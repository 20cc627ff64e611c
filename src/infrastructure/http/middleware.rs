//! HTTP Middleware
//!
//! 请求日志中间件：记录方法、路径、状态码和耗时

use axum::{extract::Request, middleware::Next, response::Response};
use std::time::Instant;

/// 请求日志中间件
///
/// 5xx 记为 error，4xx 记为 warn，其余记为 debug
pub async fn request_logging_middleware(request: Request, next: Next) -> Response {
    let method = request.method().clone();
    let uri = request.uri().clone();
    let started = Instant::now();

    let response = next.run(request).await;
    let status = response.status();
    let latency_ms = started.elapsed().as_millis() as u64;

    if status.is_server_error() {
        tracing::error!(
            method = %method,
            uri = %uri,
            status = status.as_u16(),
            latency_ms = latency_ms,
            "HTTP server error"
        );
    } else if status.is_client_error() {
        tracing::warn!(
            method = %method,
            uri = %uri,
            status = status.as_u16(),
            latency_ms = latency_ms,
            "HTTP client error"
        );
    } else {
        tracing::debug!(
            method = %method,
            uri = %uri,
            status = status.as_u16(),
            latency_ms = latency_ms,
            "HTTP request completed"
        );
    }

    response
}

--

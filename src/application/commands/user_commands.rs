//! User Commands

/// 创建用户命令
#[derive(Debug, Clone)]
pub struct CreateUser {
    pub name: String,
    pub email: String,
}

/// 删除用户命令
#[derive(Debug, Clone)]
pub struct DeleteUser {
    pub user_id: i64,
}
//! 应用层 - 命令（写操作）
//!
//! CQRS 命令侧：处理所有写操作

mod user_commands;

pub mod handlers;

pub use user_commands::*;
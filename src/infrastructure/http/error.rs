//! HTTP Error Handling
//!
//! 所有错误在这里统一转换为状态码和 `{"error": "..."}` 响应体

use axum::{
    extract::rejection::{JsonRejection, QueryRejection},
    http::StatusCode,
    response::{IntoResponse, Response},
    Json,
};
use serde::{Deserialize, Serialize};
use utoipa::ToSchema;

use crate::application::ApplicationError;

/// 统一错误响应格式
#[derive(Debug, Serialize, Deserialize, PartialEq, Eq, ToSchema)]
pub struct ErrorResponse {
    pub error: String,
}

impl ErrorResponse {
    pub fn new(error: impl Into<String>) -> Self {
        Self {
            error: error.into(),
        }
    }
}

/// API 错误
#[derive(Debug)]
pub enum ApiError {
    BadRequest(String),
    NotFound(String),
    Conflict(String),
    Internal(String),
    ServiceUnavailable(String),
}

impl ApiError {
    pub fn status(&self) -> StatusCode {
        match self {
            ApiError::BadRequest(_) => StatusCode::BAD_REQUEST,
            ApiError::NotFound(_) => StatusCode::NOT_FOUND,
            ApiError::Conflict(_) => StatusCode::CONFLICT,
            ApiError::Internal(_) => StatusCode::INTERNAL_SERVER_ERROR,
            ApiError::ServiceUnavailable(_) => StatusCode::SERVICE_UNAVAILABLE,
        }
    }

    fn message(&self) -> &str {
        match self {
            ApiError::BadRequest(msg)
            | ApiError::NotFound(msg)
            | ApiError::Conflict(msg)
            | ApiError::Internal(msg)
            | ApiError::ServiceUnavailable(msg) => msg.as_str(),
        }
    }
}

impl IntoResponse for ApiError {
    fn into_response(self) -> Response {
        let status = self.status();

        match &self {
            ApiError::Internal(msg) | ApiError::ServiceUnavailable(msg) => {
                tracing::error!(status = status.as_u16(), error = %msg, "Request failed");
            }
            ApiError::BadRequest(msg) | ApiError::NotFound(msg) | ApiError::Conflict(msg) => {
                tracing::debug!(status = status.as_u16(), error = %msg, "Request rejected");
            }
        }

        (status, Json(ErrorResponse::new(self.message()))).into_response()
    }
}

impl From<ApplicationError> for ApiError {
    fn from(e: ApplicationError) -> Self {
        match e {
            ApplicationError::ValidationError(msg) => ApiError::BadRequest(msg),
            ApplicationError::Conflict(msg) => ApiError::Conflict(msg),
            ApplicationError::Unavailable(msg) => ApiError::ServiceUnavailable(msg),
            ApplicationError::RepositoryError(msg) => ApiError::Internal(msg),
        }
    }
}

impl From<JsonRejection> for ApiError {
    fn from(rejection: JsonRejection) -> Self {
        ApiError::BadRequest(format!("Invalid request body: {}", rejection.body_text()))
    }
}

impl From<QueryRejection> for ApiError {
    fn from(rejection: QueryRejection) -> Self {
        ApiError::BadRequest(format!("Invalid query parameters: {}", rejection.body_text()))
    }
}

**TASK STATEMENT**: Whenever a line of the data holds the string "IntoResponse", pick that line out.

**SOLUTION**:
    response::{IntoResponse, Response},
impl IntoResponse for ApiError {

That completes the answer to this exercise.